KUMAR: Before any of us had heard about COVID, we used to make restaurant reservations in advance. We used to buy tickets to shows beforehand. We used to book our flights and plan our travel.
LONSDORF: All of which allowed us to anticipate. But now, with so much that we can't do these days, even seemingly ordinary objects can give us the same opportunity, like a new set of plates for an eventual dinner party, a sparkly cocktail dress or a bicycle, which is what Chase Hensel (ph) recently bought.
CHASE HANSEL: The kind of classic English folding bicycle called a Brompton, which folds up really small.

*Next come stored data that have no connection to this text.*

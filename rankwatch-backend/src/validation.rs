/// Input validation for API routes and bot commands
use thiserror::Error;

/// Longest name accepted in lookups
pub const MAX_PLAYER_NAME_LEN: usize = 64;

/// Largest page the listing endpoint serves
pub const MAX_PAGE_LIMIT: u32 = 100;

#[derive(Debug, Error, PartialEq)]
pub enum ValidationError {
    #[error("Player name cannot be empty")]
    PlayerNameEmpty,

    #[error("Player name too long (max 64 characters, got {0})")]
    PlayerNameTooLong(usize),

    #[error("Player name contains control characters")]
    PlayerNameInvalidChars,

    #[error("Page limit must be between 1 and 100, got {0}")]
    PageLimitOutOfRange(u32),
}

/// Validates a player name used for a lookup
///
/// Rules:
/// - Cannot be empty or only whitespace
/// - Max 64 characters
/// - No control characters
///
/// Site names may contain spaces and punctuation, so those are allowed.
pub fn validate_player_name(name: &str) -> Result<(), ValidationError> {
    if name.trim().is_empty() {
        return Err(ValidationError::PlayerNameEmpty);
    }

    let len = name.chars().count();
    if len > MAX_PLAYER_NAME_LEN {
        return Err(ValidationError::PlayerNameTooLong(len));
    }

    if name.chars().any(char::is_control) {
        return Err(ValidationError::PlayerNameInvalidChars);
    }

    Ok(())
}

/// Validates the page size of a listing request
pub fn validate_page_limit(limit: u32) -> Result<(), ValidationError> {
    if limit == 0 || limit > MAX_PAGE_LIMIT {
        return Err(ValidationError::PageLimitOutOfRange(limit));
    }
    Ok(())
}
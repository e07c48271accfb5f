use tokio_rusqlite::Connection;
use tokio_rusqlite::rusqlite::params;
use tracing::debug;

use crate::error::{DbError, Result};
use crate::models::{PersistedPlayer, PlayerId};
use crate::player_from_row;

/// Which chat channels want presence notifications for which players.
#[derive(Clone)]
pub struct WatchlistStore {
  conn: Connection,
}

impl WatchlistStore {
  pub(crate) fn new(conn: Connection) -> Self {
    Self { conn }
  }

  /// Add a player to a channel's watchlist.
  pub async fn watch(&self, channel_id: u64, player_id: PlayerId) -> Result<()> {
    self
      .conn
      .call(move |conn| {
        let tx = conn.transaction()?;

        let exists: bool = tx
          .prepare_cached("SELECT EXISTS(SELECT 1 FROM players WHERE id = ?1)")?
          .query_row(params![player_id], |row| row.get(0))?;
        if !exists {
          return Ok(Err(DbError::PlayerNotFound));
        }

        let inserted = tx
          .prepare_cached("INSERT OR IGNORE INTO watchlist (channel_id, player_id) VALUES (?1, ?2)")?
          .execute(params![channel_id as i64, player_id])?;
        if inserted == 0 {
          return Ok(Err(DbError::AlreadyWatching));
        }

        tx.commit()?;
        Ok(Ok(()))
      })
      .await??;

    debug!(channel_id, player_id, "watching player");
    Ok(())
  }

  /// Remove a player from a channel's watchlist.
  pub async fn unwatch(&self, channel_id: u64, player_id: PlayerId) -> Result<()> {
    self
      .conn
      .call(move |conn| {
        let deleted = conn
          .prepare_cached("DELETE FROM watchlist WHERE channel_id = ?1 AND player_id = ?2")?
          .execute(params![channel_id as i64, player_id])?;
        if deleted == 0 {
          return Ok(Err(DbError::NotWatching));
        }
        Ok(Ok(()))
      })
      .await??;

    debug!(channel_id, player_id, "unwatched player");
    Ok(())
  }

  /// Players on a channel's watchlist, by name.
  pub async fn watchlist(&self, channel_id: u64) -> Result<Vec<PersistedPlayer>> {
    let players = self
      .conn
      .call(move |conn| {
        let mut stmt = conn.prepare_cached(
          r#"
          SELECT p.id, p.name, p.country, p.rank, p.score, p.kills, p.deaths, p.accuracy
          FROM watchlist w
          INNER JOIN players p ON p.id = w.player_id
          WHERE w.channel_id = ?1
          ORDER BY p.name
          "#,
        )?;

        let players = stmt
          .query_map(params![channel_id as i64], |row| {
            Ok(PersistedPlayer {
              id: row.get(0)?,
              player: player_from_row(row, 1)?,
            })
          })?
          .collect::<std::result::Result<Vec<_>, _>>()?;

        Ok(players)
      })
      .await?;

    Ok(players)
  }

  /// Channels watching a player.
  pub async fn watchers_of(&self, player_id: PlayerId) -> Result<Vec<u64>> {
    let channels = self
      .conn
      .call(move |conn| {
        let mut stmt = conn.prepare_cached(
          "SELECT channel_id FROM watchlist WHERE player_id = ?1 ORDER BY channel_id",
        )?;

        let channels = stmt
          .query_map(params![player_id], |row| row.get::<_, i64>(0))?
          .collect::<std::result::Result<Vec<_>, _>>()?;

        Ok(channels)
      })
      .await?;

    Ok(channels.into_iter().map(|id| id as u64).collect())
  }
}
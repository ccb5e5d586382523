use crate::prelude::*;

use crate::vebus::frame::Frame;

use nom_derive::{Nom, Parse};
use num_enum::{IntoPrimitive, TryFromPrimitive};

/// Winmon sub-command for reading a RAM variable's scale and offset.
const GET_RAM_VAR_INFO: u8 = 0x36;

/// RAM variable ids, in the converter's own numbering.
#[derive(Clone, Copy, Debug, Eq, PartialEq, IntoPrimitive, TryFromPrimitive)]
#[repr(u8)]
pub enum RamVar {
    UMains = 0,
    IMains = 1,
    UInverter = 2,
    IInverter = 3,
    UBattery = 4,
    IBattery = 5,
}

/// Snapshot frame selector for the F command.
#[derive(Clone, Copy, Debug, Eq, PartialEq, IntoPrimitive, TryFromPrimitive)]
#[repr(u8)]
pub enum FrameKind {
    Dc = 0,
    AcL1 = 1,
}

#[derive(Clone, Copy, Debug, Eq, PartialEq)]
pub enum Request {
    Version,
    AssignAddress { address: u8 },
    RamVarInfo { var: RamVar },
    FrameInfo { kind: FrameKind },
}

impl Request {
    pub fn payload(&self) -> Vec<u8> {
        match self {
            Request::Version => vec![b'V'],
            Request::AssignAddress { address } => vec![b'A', 0x01, *address],
            Request::RamVarInfo { var } => vec![b'W', GET_RAM_VAR_INFO, (*var).into(), 0x00],
            Request::FrameInfo { kind } => vec![b'F', (*kind).into()],
        }
    }

    /// The request as a full wire frame.
    pub fn bytes(&self) -> Vec<u8> {
        Frame::command(&self.payload())
    }
}

/// Scale and offset pair from a W reply. Raw readings become engineering
/// units via `(raw + offset) * scale(scale)`.
#[derive(PartialEq, Clone, Copy, Debug, Nom)]
#[nom(LittleEndian)]
pub struct RamVarInfo {
    #[nom(SkipBefore(3))]
    pub scale: i16,
    #[nom(SkipBefore(1))]
    pub offset: i16,
}

impl RamVarInfo {
    pub fn decode(frame: &Frame) -> Result<Self, Error> {
        match Self::parse(&frame.payload) {
            Ok((_, info)) => Ok(info),
            Err(_) => Err(Error::Decode {
                what: "ram var info",
                frame: hex::encode(&frame.payload),
            }),
        }
    }

    pub fn apply(&self, raw: f64) -> f64 {
        (raw + f64::from(self.offset)) * scale(self.scale)
    }
}

/// AC snapshot frame (F 1). The voltage and current here are raw and need
/// the scale pairs fetched around the snapshot, plus the per-frame factors.
#[derive(PartialEq, Clone, Copy, Debug, Nom)]
#[nom(LittleEndian)]
pub struct AcFrame {
    #[nom(SkipBefore(1))]
    pub bf_factor: u8,
    pub inverter_factor: u8,
    #[nom(SkipBefore(7))]
    pub u_inv: u16,
    pub i_inv: i16,
}

impl AcFrame {
    pub fn decode(frame: &Frame) -> Result<Self, Error> {
        match Self::parse(&frame.payload) {
            Ok((_, ac)) => Ok(ac),
            Err(_) => Err(Error::Decode {
                what: "ac frame",
                frame: hex::encode(&frame.payload),
            }),
        }
    }
}

/// DC snapshot frame (F 0). Current is a 24-bit two's complement value.
#[derive(PartialEq, Clone, Copy, Debug, Nom)]
#[nom(LittleEndian)]
pub struct DcFrame {
    #[nom(SkipBefore(6))]
    pub voltage_raw: u16,
    #[nom(Parse = "Utils::le_i24")]
    pub current_raw: i32,
}

impl DcFrame {
    pub fn decode(frame: &Frame) -> Result<Self, Error> {
        match Self::parse(&frame.payload) {
            Ok((_, dc)) => Ok(dc),
            Err(_) => Err(Error::Decode {
                what: "dc frame",
                frame: hex::encode(&frame.payload),
            }),
        }
    }
}

/// Expands a raw scale factor. Values of 0x4000 and up encode the
/// reciprocal 1/(0x8000 - factor); smaller values multiply directly.
pub fn scale(factor: i16) -> f64 {
    let s = i32::from(factor).abs();
    if s >= 0x4000 {
        1.0 / f64::from(0x8000 - s)
    } else {
        f64::from(s)
    }
}
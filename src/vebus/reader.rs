use crate::prelude::*;

use crate::vebus::packet::{AcFrame, DcFrame, FrameKind, RamVar, RamVarInfo, Request};
use crate::vebus::session::{Link, Session};

use serde::Serialize;

/// One complete set of readings from a poll cycle, in volts, amps and watts.
#[derive(Clone, Copy, Debug, PartialEq, Serialize)]
pub struct Sample {
    pub dc_voltage: f64,
    pub dc_current: f64,
    pub dc_power: f64,
    pub ac_voltage: f64,
    pub ac_current: f64,
}

/// Runs the measurement cycle against an addressed converter.
pub struct Reader<'a, L: Link> {
    session: &'a mut Session<L>,
}

impl<'a, L: Link> Reader<'a, L> {
    pub fn new(session: &'a mut Session<L>) -> Self {
        Self { session }
    }

    /// The six-transaction cycle. Snapshot frames do not say which RAM
    /// variable their values belong to; the fixed request order is what ties
    /// raw values to the right scale pairs, so it must not be reordered.
    pub async fn run(mut self) -> Result<Sample, Error> {
        let u_inverter = self.ram_var_info(RamVar::UInverter).await?;
        let ac = self.ac_frame().await?;
        let i_inverter = self.ram_var_info(RamVar::IInverter).await?;
        let dc = self.dc_frame().await?;
        let u_battery = self.ram_var_info(RamVar::UBattery).await?;
        let i_battery = self.ram_var_info(RamVar::IBattery).await?;

        let ac_voltage = u_inverter.apply(f64::from(ac.u_inv)) * f64::from(ac.bf_factor);
        let ac_current = i_inverter.apply(f64::from(ac.i_inv)) * f64::from(ac.inverter_factor);

        let dc_voltage = u_battery.apply(f64::from(dc.voltage_raw));
        let dc_current = i_battery.apply(f64::from(dc.current_raw));

        Ok(Sample {
            dc_voltage,
            dc_current,
            dc_power: dc_voltage * dc_current,
            ac_voltage,
            ac_current,
        })
    }

    async fn ram_var_info(&mut self, var: RamVar) -> Result<RamVarInfo, Error> {
        self.session.reset_input_buffer().await?;
        let frame = self.session.transact(Request::RamVarInfo { var }).await?;

        RamVarInfo::decode(&frame)
    }

    async fn ac_frame(&mut self) -> Result<AcFrame, Error> {
        self.session.reset_input_buffer().await?;
        let frame = self
            .session
            .transact(Request::FrameInfo {
                kind: FrameKind::AcL1,
            })
            .await?;

        AcFrame::decode(&frame)
    }

    async fn dc_frame(&mut self) -> Result<DcFrame, Error> {
        self.session.reset_input_buffer().await?;
        let frame = self
            .session
            .transact(Request::FrameInfo {
                kind: FrameKind::Dc,
            })
            .await?;

        DcFrame::decode(&frame)
    }
}
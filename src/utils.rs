use nom::number::streaming::le_u24;
use nom::IResult;

pub struct Utils;

impl Utils {
    /// Parses a little-endian 24-bit two's complement integer.
    pub fn le_i24(input: &[u8]) -> IResult<&[u8], i32> {
        let (input, raw) = le_u24(input)?;
        let value = if raw & 0x80_0000 != 0 {
            (raw | 0xFF00_0000) as i32
        } else {
            raw as i32
        };
        Ok((input, value))
    }
}
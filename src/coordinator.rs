use crate::prelude::*;

use crate::datalog_writer::DatalogWriter;
use crate::vebus::reader::Reader;
use crate::vebus::session::{Link, Session};

use std::sync::{Arc, Mutex};
use std::time::Duration;

/// Escalate to a warning on every Nth consecutive failed cycle.
const FAILURE_WARN_EVERY: u64 = 10;

#[derive(Eq, PartialEq, Debug, Clone)]
pub enum ChannelData {
    Shutdown,
}

#[derive(Debug, Default)]
pub struct PollStats {
    pub cycles_attempted: u64,
    pub cycles_completed: u64,
    pub consecutive_failures: u64,
    // Failure counters by kind
    pub checksum_errors: u64,
    pub timeouts: u64,
    pub decode_errors: u64,
    pub io_errors: u64,
    // Link traffic
    pub frames_sent: u64,
    pub frames_received: u64,
    pub broadcasts_discarded: u64,
    // Output
    pub samples_published: u64,
    pub datalog_records_written: u64,
}

impl PollStats {
    pub fn print_summary(&self) {
        info!("Poll Statistics:");
        info!("  Cycles attempted: {}", self.cycles_attempted);
        info!("  Cycles completed: {}", self.cycles_completed);
        info!("  Frames sent: {}", self.frames_sent);
        info!("  Frames received: {}", self.frames_received);
        info!("  Version broadcasts discarded: {}", self.broadcasts_discarded);
        info!("  Failures:");
        info!("    Checksum errors: {}", self.checksum_errors);
        info!("    Timeouts: {}", self.timeouts);
        info!("    Decode errors: {}", self.decode_errors);
        info!("    I/O errors: {}", self.io_errors);
        info!("  Samples published: {}", self.samples_published);
        info!("  Datalog records written: {}", self.datalog_records_written);
    }

    fn count_failure(&mut self, error: &Error) {
        match error {
            Error::Checksum { .. } => self.checksum_errors += 1,
            Error::Timeout { .. } => self.timeouts += 1,
            Error::Decode { .. } => self.decode_errors += 1,
            _ => self.io_errors += 1,
        }
        self.consecutive_failures += 1;
    }
}

/// Owns the session and drives the poll cycle on a fixed cadence.
pub struct Coordinator<L: Link> {
    config: ConfigWrapper,
    channels: Channels,
    session: Session<L>,
    datalog_writer: Option<DatalogWriter>,
    pub stats: Arc<Mutex<PollStats>>,
}

impl<L: Link> Coordinator<L> {
    pub fn new(
        config: ConfigWrapper,
        channels: Channels,
        session: Session<L>,
        datalog_writer: Option<DatalogWriter>,
        stats: Arc<Mutex<PollStats>>,
    ) -> Self {
        Self {
            config,
            channels,
            session,
            datalog_writer,
            stats,
        }
    }

    /// Handshakes, then polls until told to shut down. A failed handshake is
    /// fatal; a failed poll cycle is logged and retried on the next tick.
    pub async fn start(&mut self) -> Result<()> {
        self.session.handshake().await?;
        info!(
            "Converter addressed, polling every {}s",
            self.config.poll_interval()
        );

        let mut interval =
            tokio::time::interval(Duration::from_secs(self.config.poll_interval()));
        interval.set_missed_tick_behavior(tokio::time::MissedTickBehavior::Delay);

        let mut receiver = self.channels.to_coordinator.subscribe();

        loop {
            tokio::select! {
                _ = interval.tick() => self.poll_once().await,
                message = receiver.recv() => match message {
                    Ok(ChannelData::Shutdown) => break,
                    Err(broadcast::error::RecvError::Closed) => break,
                    Err(broadcast::error::RecvError::Lagged(_)) => continue,
                },
            }
        }

        info!("Shutting down coordinator");
        self.stats.lock().unwrap().print_summary();

        Ok(())
    }

    pub fn stop(&self) {
        let _ = self.channels.to_coordinator.send(ChannelData::Shutdown);
    }

    async fn poll_once(&mut self) {
        self.stats.lock().unwrap().cycles_attempted += 1;

        match Reader::new(&mut self.session).run().await {
            Ok(sample) => {
                debug!("{:?}", sample);

                let mut stats = self.stats.lock().unwrap();
                stats.cycles_completed += 1;
                stats.consecutive_failures = 0;
                drop(stats);

                if let Some(writer) = &self.datalog_writer {
                    if let Err(e) = writer.write_sample(&sample) {
                        error!("Failed to write datalog record: {}", e);
                    }
                }

                if self
                    .channels
                    .samples
                    .send(publisher::ChannelData::Sample(sample))
                    .is_err()
                {
                    warn!("No subscribers for sample, dropping it");
                }
            }
            Err(e) => {
                error!("Poll cycle failed: {}", e);

                let mut stats = self.stats.lock().unwrap();
                stats.count_failure(&e);
                if stats.consecutive_failures % FAILURE_WARN_EVERY == 0 {
                    warn!("{} consecutive poll failures", stats.consecutive_failures);
                }
            }
        }
    }
}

LONSDORF: He and his wife live in Alaska, but they have two small granddaughters living in London. They haven't seen them in well over a year. So Chase bought the bike to take with him when they finally do get to visit, since his grandkids are just learning how to ride bikes now. He likes to picture what it'll be like to ride in the park with the older girl barreling off after being in lockdown for so long.
HANSEL: Just kind of racing off ahead, you know, and that just sort of sense of freedom of her being able to, like, just take off and, you know, go a hundred yards away and then then circle back.
LONSDORF: It's helped him think more concretely about post-pandemic times.
HANSEL: I think buying the bike was sort of putting a marker towards the future and saying, this will happen.
LONSDORF: There are lots of ways to benefit from this effect. And with money tight for a lot of people right now, it doesn't have to be a big purchase. Stephanie Califf (ph) in Austin, Texas, started out small. She adds money every month to a savings account specifically for post-pandemic times.
STEPHANIE CALIFF: When this is all over and everyone's doing great, then I can finally have some money to spend on myself, a sort of a reward for making it through this whole thing.
LONSDORF: Califf has barely left her house for almost a year, so when she pictures spending the money, it's at her favorite restaurant in town.
CALIFF: And I get to talk to the waiter at the bar. And I get my coffee. And the newspaper's on the table and just the noise of everyone being around. It's going to be really nice. Because it's been really quiet in my house, so I'm excited to get back into some noise.
TOM GILOVICH: We've been in lockdown for so long that this unexceptionable thing can nonetheless have that effect.
LONSDORF: The effect of anticipation. Tom Gilovich is a professor of psychology at Cornell University. He says usually it's experiences like vacations or concerts that do this and extend the value of your purchase. But right now in the pandemic, we're craving the commotion of everyday life.
GILOVICH: And so anything that you're planning that gets that going might very well provide the same kind of benefits that, let's say, looking forward to an exotic vacation does.
LONSDORF: So go ahead. Buy the high heels. Get some fun glassware for a someday cocktail party. Plan that trip for 2022. Let yourself dream. It's worth more than you might think. Kat Lonsdorf, NPR News.